# Stem plants without CO2



## pejerrey (Dec 5, 2011)

Maybe try other substrate?

I'm just curious tho, 
What about your light? 
Filters?
Livestock? 

Some plants just don't do very good, like red cabomba.


----------



## FriendsNotFood (Sep 21, 2010)

The 2.5 gallon tank with ludwigia and hydrocotyle has a 10W ZooMed directly light over it, which I think is about medium-low light? I tried using the PAR meter even though it was really hard to get in there through the opening in the hood, but the PAR was in the teens at the substrate. 

My 36 gallon has a boat load of light (2x24w t5HO), no algae issues. The moss and java fern loves it but all my hygros just sit there looking droopy and CO2 deprived


----------



## pejerrey (Dec 5, 2011)

How about your gas exchange with the atmosphere? 
Is there any surface agitation? (no splashing)


----------



## FriendsNotFood (Sep 21, 2010)

The 2.5 has a tiny HOB that pours straight down, so it has barely any surface agitation. 

The 36 gallon has an Eheim with a spraybar but very little flow at the moment, it's pretty clogged up. I'm adding a second canister soon.


----------



## Hoppy (Dec 24, 2005)

You have two extremes of lighting. The 2.5 gallon seems to barely have enough light to grow low light plants, while the 36 gallon has too much light to do without CO2. What specific light fixture does the 36 gallon tank have? There are some that are cheap and underpowered, which would be good for non-CO2.


----------



## pejerrey (Dec 5, 2011)

FriendsNotFood said:


> The 2.5 has a tiny HOB that pours straight down, so it has barely any surface agitation.
> 
> The 36 gallon has an Eheim with a spraybar but very little flow at the moment, it's pretty clogged up. I'm adding a second canister soon.


 I would address the surface agitation and water flow. Know your light capability/needs too.


----------



## nosebleed (Apr 2, 2012)

Exactly what one of the member said. If you have way too much light you need to have Co2. ex: if a body builder works out and does eat enough calories to maintain is muscles he will loose his mass. Everything has to be balance. Also I've read somewhere if you overfeed your tank with fertilizer it isn't always good. If this is incorrect someone on here will tell me that I'm wrong.

As for the 2.6g is it a 6500k and up?
Do you have any algae break on either tank?

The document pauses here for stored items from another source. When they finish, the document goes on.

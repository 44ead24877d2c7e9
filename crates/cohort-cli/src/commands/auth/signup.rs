use anyhow::Context;
use cohort_auth::SignUpOutcome;
use cohort_config::CohortConfig;
use cohort_core::SignUpForm;
use serde::Serialize;

use crate::bootstrap;
use crate::cli::GlobalFlags;
use crate::cli::subcommands::auth::AuthSignupArgs;
use crate::output::output;

#[derive(Serialize)]
struct AuthSignupResponse {
    user_id: String,
    email: Option<String>,
    student_registered: bool,
    confirmation_required: bool,
}

pub async fn handle(
    args: &AuthSignupArgs,
    flags: &GlobalFlags,
    config: &CohortConfig,
) -> anyhow::Result<()> {
    let form = form_from_args(args);
    form.validate()?;
    let student = form.student();

    let client = bootstrap::auth_client(config)?;
    let outcome = client
        .sign_up(&student.email, &form.password)
        .await
        .context("auth signup")?;

    // With auto-confirm the new session authorizes the student insert.
    let token = match &outcome {
        SignUpOutcome::SessionIssued(session) => {
            cohort_auth::token_store::store(&session.credentials())?;
            Some(session.access_token.clone())
        }
        SignUpOutcome::ConfirmationRequired(_) => None,
    };

    let backend = config.require_backend()?;
    let data = cohort_data::DataClient::new(backend, config.tables.clone())?.with_access_token(token);
    data.register_student(&student)
        .await
        .context("account created but the student row could not be registered")?;

    let user = outcome.user();
    output(
        &AuthSignupResponse {
            user_id: user.id.clone(),
            email: user.email.clone(),
            student_registered: true,
            confirmation_required: matches!(outcome, SignUpOutcome::ConfirmationRequired(_)),
        },
        flags.format,
    )
}

fn form_from_args(args: &AuthSignupArgs) -> SignUpForm {
    SignUpForm {
        name: args.name.clone(),
        registration: args.registration.clone(),
        email: args.email.clone(),
        password: args.password.clone(),
        confirm_password: args.confirm_password.clone(),
    }
}
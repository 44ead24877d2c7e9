use cohort_config::CohortConfig;

use crate::cli::GlobalFlags;
use crate::cli::root_commands::Commands;
use crate::commands;

/// Dispatch a parsed command to the corresponding handler module.
pub async fn dispatch(
    command: Commands,
    flags: &GlobalFlags,
    config: &CohortConfig,
) -> anyhow::Result<()> {
    match command {
        Commands::Auth { action } => commands::auth::handle(&action, flags, config).await,
        Commands::Groups { action } => commands::groups::handle(&action, flags, config).await,
        Commands::Ping => commands::ping::handle(flags, config).await,
    }
}
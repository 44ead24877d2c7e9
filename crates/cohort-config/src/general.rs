//! General application configuration.

use serde::{Deserialize, Serialize};

#[derive(Debug, Clone, Default, Deserialize, Serialize)]
pub struct GeneralConfig {
    /// Extra attempts when loading the group list fails.
    #[serde(default)]
    pub retries: u32,

    /// Render group cards expanded by default.
    #[serde(default)]
    pub expand: bool,
}

#[cfg(test)]
mod tests {
    use super::*;

    #[test]
    fn defaults_are_correct() {
        let config = GeneralConfig::default();
        assert_eq!(config.retries, 0);
        assert!(!config.expand);
    }
}
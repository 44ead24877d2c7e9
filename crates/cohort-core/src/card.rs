//! Card view of one assembled group.
//!
//! A card shows its title and topic while collapsed; expanding it reveals the
//! member roster and the evaluation. Missing values render as fixed fallback labels.

use std::fmt::Write as _;

use serde::Serialize;

use crate::assembled::{AssembledGroup, ListKey};

pub const NAME_FALLBACK: &str = "name not available";
pub const TOPIC_FALLBACK: &str = "topic not available";
pub const NO_MEMBERS: &str = "no members registered";
pub const NO_DESCRIPTION: &str = "no description";
pub const NO_SCORE: &str = "no score available";

/// Render-ready card with all fallbacks applied.
#[derive(Debug, Clone, PartialEq, Serialize)]
pub struct GroupCard {
    pub key: ListKey,
    pub title: String,
    pub topic: String,
    pub members: Vec<String>,
    pub evaluation: String,
    pub score: String,
    pub expanded: bool,
}

impl GroupCard {
    #[must_use]
    pub fn new(group: &AssembledGroup, expanded: bool) -> Self {
        let evaluation = group.evaluation();
        Self {
            key: group.list_key(),
            title: non_blank_or(&group.record.name, NAME_FALLBACK),
            topic: non_blank_or(&group.record.topic, TOPIC_FALLBACK),
            members: group.members.iter().map(|m| m.name.clone()).collect(),
            evaluation: evaluation
                .map(|e| e.description.trim())
                .filter(|description| !description.is_empty())
                .unwrap_or(NO_DESCRIPTION)
                .to_string(),
            score: evaluation
                .and_then(|e| e.score)
                .map_or_else(|| NO_SCORE.to_string(), format_score),
            expanded,
        }
    }

    /// Plain-text rendering, one field per line.
    #[must_use]
    pub fn render(&self) -> String {
        let mut out = format!("{}\nTopic: {}", self.title, self.topic);
        if !self.expanded {
            return out;
        }

        out.push_str("\nMembers:");
        if self.members.is_empty() {
            let _ = write!(out, "\n  {NO_MEMBERS}");
        } else {
            for member in &self.members {
                let _ = write!(out, "\n  - {member}");
            }
        }
        let _ = write!(out, "\nEvaluation: {}", self.evaluation);
        let _ = write!(out, "\nScore: {}", self.score);
        out
    }
}

/// Render a whole list, cards separated by blank lines.
#[must_use]
pub fn render_cards(groups: &[AssembledGroup], expanded: bool) -> String {
    groups
        .iter()
        .map(|group| GroupCard::new(group, expanded).render())
        .collect::<Vec<_>>()
        .join("\n\n")
}

fn non_blank_or(value: &str, fallback: &str) -> String {
    let trimmed = value.trim();
    if trimmed.is_empty() {
        fallback.to_string()
    } else {
        trimmed.to_string()
    }
}

fn format_score(score: f64) -> String {
    // Whole scores print without a trailing ".0".
    if score.fract() == 0.0 && score.abs() < 1e15 {
        format!("{score:.0}")
    } else {
        score.to_string()
    }
}
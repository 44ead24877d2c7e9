//! Client-side join of the three remote tables into the group list.
//!
//! Both lookups are pre-indexed so assembly is linear in the combined input size.
//! Duplicate evaluation ids resolve to the first occurrence.

use std::collections::HashMap;

use crate::assembled::AssembledGroup;
use crate::records::{EvaluationRecord, GroupRecord, StudentRecord};

/// Join groups with their evaluation and members.
///
/// Output order follows `groups`. A dangling `evaluation_id` yields an empty
/// `evaluations`; a group without students yields an empty `members`. Inputs are
/// borrowed and never modified.
#[must_use]
pub fn assemble(
    groups: &[GroupRecord],
    evaluations: &[EvaluationRecord],
    students: &[StudentRecord],
) -> Vec<AssembledGroup> {
    let evaluations_by_id = index_evaluations(evaluations);
    let rosters = index_rosters(students);

    groups
        .iter()
        .map(|group| {
            let evaluations = group
                .evaluation_id
                .and_then(|id| evaluations_by_id.get(&id))
                .map(|evaluation| vec![(*evaluation).clone()])
                .unwrap_or_default();

            let members = rosters
                .get(&group.id)
                .map(|roster| roster.iter().map(|s| (*s).clone()).collect())
                .unwrap_or_default();

            AssembledGroup {
                record: group.clone(),
                evaluations,
                members,
            }
        })
        .collect()
}

fn index_evaluations(evaluations: &[EvaluationRecord]) -> HashMap<i64, &EvaluationRecord> {
    let mut index = HashMap::with_capacity(evaluations.len());
    for evaluation in evaluations {
        index.entry(evaluation.id).or_insert(evaluation);
    }
    index
}

fn index_rosters(students: &[StudentRecord]) -> HashMap<i64, Vec<&StudentRecord>> {
    let mut index: HashMap<i64, Vec<&StudentRecord>> = HashMap::new();
    for student in students {
        index.entry(student.group_id).or_default().push(student);
    }
    index
}
//! Retry with exponential backoff for group-list loading.
//!
//! A retry repeats the whole load (all three reads), so a partial result is
//! never combined across attempts.

use std::time::Duration;

/// Configuration for retry behavior on transient fetch errors.
#[derive(Debug, Clone)]
pub struct RetryConfig {
    /// Maximum number of attempts (including the initial one).
    pub max_attempts: u32,
    /// Initial delay before the first retry.
    pub base_delay: Duration,
    /// Maximum delay between retries (backoff is capped here).
    pub max_delay: Duration,
}

impl Default for RetryConfig {
    fn default() -> Self {
        Self {
            max_attempts: 1,
            base_delay: Duration::from_millis(200),
            max_delay: Duration::from_secs(2),
        }
    }
}

impl RetryConfig {
    /// `retries` extra attempts on top of the first one.
    #[must_use]
    pub fn with_retries(retries: u32) -> Self {
        Self {
            max_attempts: retries.saturating_add(1),
            ..Self::default()
        }
    }

    /// Delay after failed attempt number `attempt` (1-based).
    #[must_use]
    pub fn delay_for(&self, attempt: u32) -> Duration {
        let factor = 2u32.saturating_pow(attempt.saturating_sub(1));
        self.base_delay.saturating_mul(factor).min(self.max_delay)
    }
}

#[cfg(test)]
mod tests {
    use super::*;

    #[test]
    fn default_makes_a_single_attempt() {
        assert_eq!(RetryConfig::default().max_attempts, 1);
        assert_eq!(RetryConfig::with_retries(2).max_attempts, 3);
        assert_eq!(RetryConfig::with_retries(u32::MAX).max_attempts, u32::MAX);
    }

    #[test]
    fn backoff_doubles_then_caps() {
        let retry = RetryConfig::default();
        assert_eq!(retry.delay_for(1), Duration::from_millis(200));
        assert_eq!(retry.delay_for(2), Duration::from_millis(400));
        assert_eq!(retry.delay_for(3), Duration::from_millis(800));
        assert_eq!(retry.delay_for(5), Duration::from_secs(2));
        assert_eq!(retry.delay_for(40), Duration::from_secs(2));
    }
}
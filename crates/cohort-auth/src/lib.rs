//! # cohort-auth
//!
//! Email + password authentication for the Cohort CLI against the hosted auth API.
//!
//! Provides sign-in, sign-up, password recovery, session refresh and logout
//! (`reqwest`), local JWT claim decoding, and OS keychain credential storage
//! (`keyring`) with a file fallback.

pub mod claims;
pub mod client;
pub mod error;
mod http;
pub mod refresh;
pub mod session;
pub mod token_store;

pub use claims::SessionClaims;
pub use client::AuthClient;
pub use error::AuthError;
pub use session::{AuthUser, Credentials, Session, SignUpOutcome};

/// Sign in and persist the resulting session.
///
/// # Errors
///
/// Returns the sign-in error, or `AuthError::TokenStoreError` if the session
/// cannot be stored.
pub async fn login(client: &AuthClient, email: &str, password: &str) -> Result<Session, AuthError> {
    let session = client.sign_in_with_password(email, password).await?;
    token_store::store(&session.credentials())?;
    Ok(session)
}

/// Stored credentials, if any. Does NOT refresh or validate them.
#[must_use]
pub fn resolve_token() -> Option<Credentials> {
    token_store::load()
}

/// Revoke the stored session (best-effort) and clear local credentials.
///
/// # Errors
///
/// Returns `AuthError::TokenStoreError` if the credentials file cannot be removed.
pub async fn logout(client: Option<&AuthClient>) -> Result<(), AuthError> {
    if let (Some(client), Some(credentials)) = (client, token_store::load())
        && let Err(error) = client.logout(&credentials.access_token).await
    {
        tracing::warn!(%error, "server-side logout failed; clearing local credentials anyway");
    }
    token_store::delete()
}
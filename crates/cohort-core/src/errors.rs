//! Cross-cutting error types for Cohort.
//!
//! Transport errors (`AuthError`, `DataError`) live in their respective crates.
//! Group-list assembly has no error type: missing relational data degrades to
//! empty fields instead of failing.

use thiserror::Error;

/// Errors that can be raised by any Cohort crate.
#[derive(Debug, Error)]
pub enum CoreError {
    /// User-supplied data failed validation.
    #[error("Validation error: {0}")]
    Validation(String),

    /// Catch-all for unexpected errors.
    #[error(transparent)]
    Other(#[from] anyhow::Error),
}
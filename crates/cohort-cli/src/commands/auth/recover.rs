use cohort_config::CohortConfig;
use serde::Serialize;

use crate::bootstrap;
use crate::cli::GlobalFlags;
use crate::cli::subcommands::auth::AuthRecoverArgs;
use crate::output::output;

#[derive(Serialize)]
struct AuthRecoverResponse {
    email: String,
    sent: bool,
}

pub async fn handle(
    args: &AuthRecoverArgs,
    flags: &GlobalFlags,
    config: &CohortConfig,
) -> anyhow::Result<()> {
    let email = args.email.trim();
    if email.is_empty() {
        anyhow::bail!("auth recover: --email must not be empty");
    }

    let client = bootstrap::auth_client(config)?;
    client.recover_password(email).await?;
    tracing::info!(email, "password recovery requested");

    output(
        &AuthRecoverResponse {
            email: email.to_string(),
            sent: true,
        },
        flags.format,
    )
}
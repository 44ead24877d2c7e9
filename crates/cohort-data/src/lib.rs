//! # cohort-data
//!
//! Client for the hosted relational data API and group-list loading.
//!
//! - [`DataClient`]: `fetch_all`, `insert`, and `ping` over HTTP
//! - [`RecordSource`]: the three table reads the group list needs
//! - [`load_group_list`]: concurrent fetch, abort on any failure, then assemble
//! - [`GroupListCache`]: generation-guarded snapshot of the latest list

mod client;
mod error;
mod http;
mod loader;
pub mod retry;
pub mod rows;
pub mod snapshot;
mod source;

pub use client::DataClient;
pub use error::DataError;
pub use loader::{load_group_list, load_group_list_with_retry};
pub use retry::RetryConfig;
pub use snapshot::{FetchGeneration, GroupListCache, GroupListState};
pub use source::RecordSource;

I have a 5g tank and I keep HC and its doing okay. It's not growing crazy like medium or high light but growing enough where it isn't dying off. My light is probably 5 inches over the water with a 10w 6700k. I use no Co2 and the my hang on filter is giving it some decent agitation.


----------



## pejerrey (Dec 5, 2011)

nosebleed said:


> Exactly what one of the member said. If you have way too much light you need to have Co2. ex: if a body builder works out and does eat enough calories to maintain is muscles he will loose his mass. Everything has to be balance. Also I've read somewhere if you overfeed your tank with fertilizer it isn't always good. If this is incorrect someone on here will tell me that I'm wrong.
> 
> As for the 2.6g is it a 6500k and up?
> Do you have any algae break on either tank?
> ...


Do you mean this?:


pejerrey said:


> Light is like hunger, co2 is like exercise, nutrients are food, algae is like fat, plants are like muscles.
> 
> Too hungry, eat a lot, not enough exercise, I get fat.
> 
> ...


----------



## FriendsNotFood (Sep 21, 2010)

This is the bulb over the 2.5 gallon:
http://www.amazon.com/Zoo-Med-UltraSun-Daylight-Fluorescent/dp/B003QZF7JA

And this is what's on top of my 36 gallon:
http://www.aquaticlife.com/products/286
There's a thin layer of window screen under the light, I messed around with a PAR meter for a while and that seemed to give me just enough light at the bottom of the tank. It's a corner tank so most of the sides get no light at all at the substrate.

The 2.5 gallon has some green algae on the glass and brown algae on a lot of the plants ): I think that's from the daily water changes? Or not enough light?

The 36 gallon has a sprinkling of green algae on some of the java fern leaves where the light is most intense but that's about it. Algae isn't really a concern in this tank.


----------